Monday 11 May 2009

Just my rotten luck.

I've just had a call from the hospital to tell me I have an ultrasound liver biopsy scheduled for Wednesday morning. No further details, but my research on the internet indicates that this can be a horrid procedure. Am worried, too, that they won't be able to see anything because I had an ultrasound back in January when all this started and nothing showed up on it - they only found the liver lesion on the CT scan.

Also, I've been working on a book proposal for WhereDunnit, and I very luckily managed to obtain three 'speed-dating' meeings with agents at a writing convention on Friday - and I will not be able to go. So there's my once-in-a-lifetime (what's left of it, anyway) opportunity drifting away down the swannee.....

Friday 8 May 2009

Good and not so good news

Firstly the good news: although my bone scan showed degenerative changes there was, according to the report, no evidence of bone metastases!

The not-so-good news is that I will indeed have to have another CT biopsy as apparently no results were obtained from the last one. I now await a letter from the hospital giving me the details. Perhaps my GP will prescribe something to calm me down before the procedure so I don't make so much fuss this time.

I just want the diagnosis, so that I can get started on treatment.

Monday 4 May 2009

1st May: CT Needle Biopsy

You have to drink disgusting iodine stuff before a CT scan - one bottle the night before, and one bottle, diluted, two hours before. At least this time I had some orange squash to make it more palatable!

But the CT scan/biopsy was a nightmare, mainly because they couldn't find a vein in my arm (only one arm can be used because lymph nodes in the other were all removed in 2001). After four stabbing and sticking attempts to insert the cannula in my arm and then hand I was nearly hysterical, and without Sheila, the marvellous CT nurse, I don't know what would have happened.

The rest of it was uncomfortable and briefly unpleasant but only a little painful. Because I'd been so pathetic I had to go to the recovery room for a cup of tea instead of going straight home like a normal person.

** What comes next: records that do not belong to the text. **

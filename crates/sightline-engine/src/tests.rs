//! Tests for the full analysis pipeline, plus the match fixture builder used
//! by the per-system tests.

use std::ops::Range;

use sightline_core::config::AnalysisConfig;
use sightline_core::enums::*;
use sightline_core::error::AnalysisError;
use sightline_core::events::{DamageEvent, FireEvent, KillEvent, Round};
use sightline_core::input::{MatchData, PlayerSnapshot};
use sightline_core::report::{Flag, PlayerOutcome};
use sightline_core::types::{PlayerId, Position, Tick, ViewAngles};

use crate::engine::MatchAnalyzer;
use crate::systems::scoring;

/// Fluent builder for synthetic matches on a 64 Hz clock.
pub(crate) struct MatchBuilder {
    data: MatchData,
}

impl MatchBuilder {
    /// Ticks `0..tick_count` with no gaps.
    pub(crate) fn new(tick_count: u32) -> Self {
        let ticks = (0..tick_count)
            .map(|i| Tick::new(i, f64::from(i) / 64.0))
            .collect();
        Self {
            data: MatchData {
                ticks,
                ..Default::default()
            },
        }
    }

    pub(crate) fn from_data(data: MatchData) -> Self {
        Self { data }
    }

    pub(crate) fn round(mut self, number: u32, start_tick: u32, end_tick: u32) -> Self {
        self.data.rounds.push(Round {
            number,
            start_tick,
            end_tick,
        });
        self
    }

    /// Player alive and motionless at `pos`, looking level along `yaw`.
    pub(crate) fn stand(
        mut self,
        player: PlayerId,
        ticks: Range<u32>,
        pos: (f64, f64, f64),
        yaw: f64,
    ) -> Self {
        for tick in ticks {
            self.data.snapshots.push(PlayerSnapshot {
                tick,
                player_id: player,
                position: Position::new(pos.0, pos.1, pos.2),
                view: ViewAngles::new(0.0, yaw),
                health: 100,
                is_alive: true,
                active_weapon: WeaponClass::Rifle,
            });
        }
        self
    }

    /// Add a lone snapshot at the origin.
    pub(crate) fn snapshot(self, player: PlayerId, tick: u32, pitch: f64, yaw: f64) -> Self {
        self.stand(player, tick..tick + 1, (0.0, 0.0, 0.0), 0.0)
            .look(player, tick, pitch, yaw)
    }

    /// Change the view of an existing snapshot.
    pub(crate) fn look(mut self, player: PlayerId, tick: u32, pitch: f64, yaw: f64) -> Self {
        if let Some(snap) = self
            .data
            .snapshots
            .iter_mut()
            .find(|s| s.player_id == player && s.tick == tick)
        {
            snap.view = ViewAngles::new(pitch, yaw);
        }
        self
    }

    pub(crate) fn fire(self, shooter: PlayerId, tick: u32, hit: bool) -> Self {
        self.fire_with(shooter, tick, WeaponClass::Rifle, hit)
    }

    pub(crate) fn fire_with(
        mut self,
        shooter: PlayerId,
        tick: u32,
        weapon: WeaponClass,
        hit: bool,
    ) -> Self {
        self.data.fires.push(FireEvent {
            tick,
            shooter_id: shooter,
            weapon,
            hit,
        });
        self
    }

    pub(crate) fn damage(
        mut self,
        attacker: PlayerId,
        victim: PlayerId,
        tick: u32,
        through_smoke: bool,
    ) -> Self {
        self.data.damages.push(DamageEvent {
            tick,
            attacker_id: attacker,
            victim_id: victim,
            amount: 27,
            hitgroup: HitGroup::Chest,
            weapon: WeaponClass::Rifle,
            through_smoke,
        });
        self
    }

    pub(crate) fn kill(
        mut self,
        attacker: PlayerId,
        victim: PlayerId,
        tick: u32,
        headshot: bool,
    ) -> Self {
        self.data.kills.push(KillEvent {
            tick,
            attacker_id: Some(attacker),
            victim_id: victim,
            headshot,
        });
        self
    }

    pub(crate) fn build(self) -> MatchData {
        self.data
    }
}

const ORIGIN: (f64, f64, f64) = (0.0, 0.0, 0.0);
const AHEAD: (f64, f64, f64) = (500.0, 0.0, 0.0);
const SIDE: (f64, f64, f64) = (0.0, 500.0, 0.0);

/// Player 1 peeks six victims over three rounds. Each victim steps into view
/// and is headshot three ticks later after a 30 degree flick, and player 1
/// barely misses a shot all match.
fn aimbot_match() -> MatchData {
    let mut b = MatchBuilder::new(2000)
        .round(1, 0, 399)
        .round(2, 400, 799)
        .round(3, 800, 1199)
        .stand(1, 0..2000, ORIGIN, 0.0);
    let appearances = [(2, 100), (3, 200), (4, 500), (5, 600), (6, 900), (7, 1000)];
    for (victim, t) in appearances {
        b = b
            .stand(victim, 0..t, SIDE, 180.0)
            .stand(victim, t..t + 4, AHEAD, 180.0)
            .look(1, t + 2, 0.0, 30.0)
            .fire(1, t + 3, true)
            .damage(1, victim, t + 3, false)
            .kill(1, victim, t + 3, true);
    }
    for i in 0..30 {
        b = b.fire(1, 1500 + i, i < 28);
    }
    b.build()
}

fn analyze(data: &MatchData) -> sightline_core::report::MatchReport {
    MatchAnalyzer::new(AnalysisConfig::default())
        .unwrap()
        .analyze(data)
        .unwrap()
}

// ---- Scenarios ----

#[test]
fn test_aimbot_profile_scores_high() {
    let report = analyze(&aimbot_match());
    let p = report.report(1).expect("player 1 analyzed");

    assert_eq!(p.kills, 6);
    assert_eq!(p.engagements.tracked, 6);
    assert_eq!(p.engagements.pre_aim, 0);
    let stf = p.fov_sight_to_fire_avg_ms.unwrap();
    assert!((stf - 3000.0 / 64.0).abs() < 1e-9, "stf {stf}");
    assert_eq!(p.hs_rate, Some(1.0));
    assert_eq!(p.hs_round_variance, Some(0.0));
    assert_eq!(p.snap_count, Some(6));
    assert!(p.accuracy.unwrap() > 0.9);

    assert!(p.suspicion_score >= 60, "score {}", p.suspicion_score);
    assert_eq!(p.suspicion_level, SuspicionLevel::High);
    assert!(p.flags.iter().any(|f| matches!(f, Flag::FastSightToFire { .. })));
    assert!(p.flags.iter().any(|f| matches!(f, Flag::AimSnap { .. })));
}

#[test]
fn test_victims_are_clean() {
    let report = analyze(&aimbot_match());
    for victim in 2..=7 {
        let p = report.report(victim).expect("victim analyzed");
        assert_eq!(p.deaths, 1);
        assert_eq!(p.kills, 0);
        assert_eq!(p.suspicion_score, 0);
        assert_eq!(p.suspicion_level, SuspicionLevel::Clean);
    }
    assert_eq!(report.total_rounds, 3);
    assert_eq!(report.tick_rate, 64.0);
}

#[test]
fn test_low_sample_player_scored_on_defined_metrics_only() {
    let data = MatchBuilder::new(400)
        .stand(1, 0..400, ORIGIN, 0.0)
        .stand(2, 0..100, SIDE, 180.0)
        .stand(2, 100..120, AHEAD, 180.0)
        .stand(3, 0..200, SIDE, 180.0)
        .stand(3, 200..220, AHEAD, 180.0)
        .fire(1, 110, true)
        .damage(1, 2, 112, false)
        .kill(1, 2, 112, true)
        .fire(1, 212, true)
        .damage(1, 3, 215, false)
        .kill(1, 3, 215, false)
        .build();
    let config = AnalysisConfig::default();
    let report = analyze(&data);
    let p = report.report(1).unwrap();

    assert_eq!(p.kills, 2);
    assert_eq!(p.hs_rate, None);
    assert_eq!(p.hs_round_variance, None);
    assert_eq!(p.accuracy, None);
    assert_eq!(p.smoke_kill_ratio, None);
    assert!(p.fov_sight_to_fire_avg_ms.is_some());

    let sub = scoring::family_subscores(p, &config);
    let families: Vec<MetricFamily> = scoring::renormalized_weights(&sub, &config.weights)
        .into_iter()
        .map(|(f, _)| f)
        .collect();
    assert_eq!(families, vec![MetricFamily::Reaction, MetricFamily::Snap]);
    let expected = (scoring::composite(&sub, &config.weights) * 100.0).round() as u8;
    assert_eq!(p.suspicion_score, expected);

    // Undefined stays distinguishable from zero on the wire.
    let json = serde_json::to_value(p).unwrap();
    assert!(json["accuracy"].is_null());
    assert!(json["hs_round_variance"].is_null());
}

#[test]
fn test_preaim_is_excluded_from_reaction_average() {
    let data = MatchBuilder::new(400)
        .stand(1, 0..400, ORIGIN, 0.0)
        // Steps into view at 100, shot 8 ticks later.
        .stand(2, 0..100, SIDE, 180.0)
        .stand(2, 100..400, AHEAD, 180.0)
        .fire(1, 108, true)
        .damage(1, 2, 110, false)
        // Stands in the crosshair for the whole look-back window.
        .stand(3, 0..400, AHEAD, 180.0)
        .fire(1, 290, true)
        .damage(1, 3, 300, false)
        .build();
    let report = analyze(&data);
    let p = report.report(1).unwrap();

    assert_eq!(p.engagements.total, 2);
    assert_eq!(p.engagements.tracked, 1);
    assert_eq!(p.engagements.pre_aim, 1);
    assert_eq!(p.sight_to_fire_samples_ms.len(), 1);
    assert!((p.fov_sight_to_fire_avg_ms.unwrap() - 125.0).abs() < 1e-9);
}

#[test]
fn test_pipeline_is_idempotent() {
    let data = aimbot_match();
    let a = serde_json::to_string(&analyze(&data)).unwrap();
    let b = serde_json::to_string(&analyze(&data)).unwrap();
    assert_eq!(a, b, "reports diverged on identical input");
}

// ---- Errors ----

#[test]
fn test_player_fault_does_not_fail_others() {
    let mut data = aimbot_match();
    data.snapshots
        .iter_mut()
        .find(|s| s.player_id == 4 && s.tick == 10)
        .unwrap()
        .health = -5;

    let report = analyze(&data);
    assert!(report.report(1).is_some());
    match &report.players[&4] {
        PlayerOutcome::Failed { error } => assert!(error.contains("negative health")),
        other => panic!("expected failure, got {other:?}"),
    }
}

#[test]
fn test_overlapping_rounds_fail_the_match() {
    let mut data = aimbot_match();
    data.rounds.push(Round {
        number: 9,
        start_tick: 350,
        end_tick: 450,
    });
    let err = MatchAnalyzer::default().analyze(&data).unwrap_err();
    assert!(err.is_fatal());
    assert!(matches!(err, AnalysisError::OverlappingRounds { .. }));
}

#[test]
fn test_invalid_config_rejected() {
    let config = AnalysisConfig {
        snap_threshold_deg_s: -1.0,
        ..AnalysisConfig::default()
    };
    assert!(matches!(
        MatchAnalyzer::new(config),
        Err(AnalysisError::InvalidConfig(_))
    ));
}

#[test]
fn test_empty_match_is_empty_report() {
    let report = analyze(&MatchData::default());
    assert!(report.players.is_empty());
    assert_eq!(report.total_rounds, 0);
}

#[test]
fn test_configured_tick_rate_overrides_detection() {
    let config = AnalysisConfig {
        tick_rate: Some(128.0),
        ..AnalysisConfig::default()
    };
    let report = MatchAnalyzer::new(config)
        .unwrap()
        .analyze(&aimbot_match())
        .unwrap();
    assert_eq!(report.tick_rate, 128.0);
}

Ominously, I left with the warning that if they haven't managed to get a decent bit of the tumour to analyse, I'll have to come back for another go next week.

I certainly deserve my next trollbead.



30th April: Bone Scan

Bone scan today at Medway Hospital. The nurse who administered the radioactive injection was very good with my feebleness, finding a vein quickly and relatively painlessly. I am unutterably hopeless with injections, having a needle phobia, and my veins are rubbish after chemotherapy in 2001.
A 2.5 hour wait, and then I returned for the actual scan. I remember my first scan at St Thomas's Hospital in London in 1988: then, the wait was 4 hours and you weren't allowed to leave the hospital, had to drink pints of water and pee in a special toilet because of the radiation.

After the scan I asked the technician if I could see my images. He refused to let me, saying he wasn't allowed to. This annoyed me - they're images of me, after all - but I could see the screens in the corner anyway, and a hotspot on my shoulder, where I have been having pain for the last 4 months, was very clear.

Now this doesn't necessarily mean bone mets, I tell myself. It could be arthritis. It could be. Results in about a week.

Second trollbead for my treatment bracelet.

21st April: Diagnosis

On Tuesday 21st April I sailed blithely along to an appointment with the gastroenterology consultant at Medway hospital expecting to be told that the pains in my side and shoulder for the past four months originated in my gall-bladder.

Instead he had to tell me that it was metastatic cancer.

Now, I've had two cancer diagnoses in the past, both breast cancer (nicely balanced, one each side, 21 and 8 years ago.) Despite that, I was stunned with shock, not expecting this twist of events.

When the pains began in late December 2008 my first thought was of course, liver metastases from my breast cancer. But I had an ultrasound within two days which showed no abnormalities in my liver, and so my mind was set at rest, though the pains continued. The ultrasound did, however, raise some questions so over the following months I had a series of diagnostic tests to the kidney area, and I did wonder what was going on.

But I still didn't expect to find out it was metastatic cancer, with a lesion on my liver and possible bone cancer in my shoulder.

Now I await a bone scan and a CT needle-biopsy of the mass in my pelvis. Whether it's the old breast cancer that's spread or a new ovarian cancer that's spread, I'll have to have chemotherapy, but the type of chemo depends on which cancer.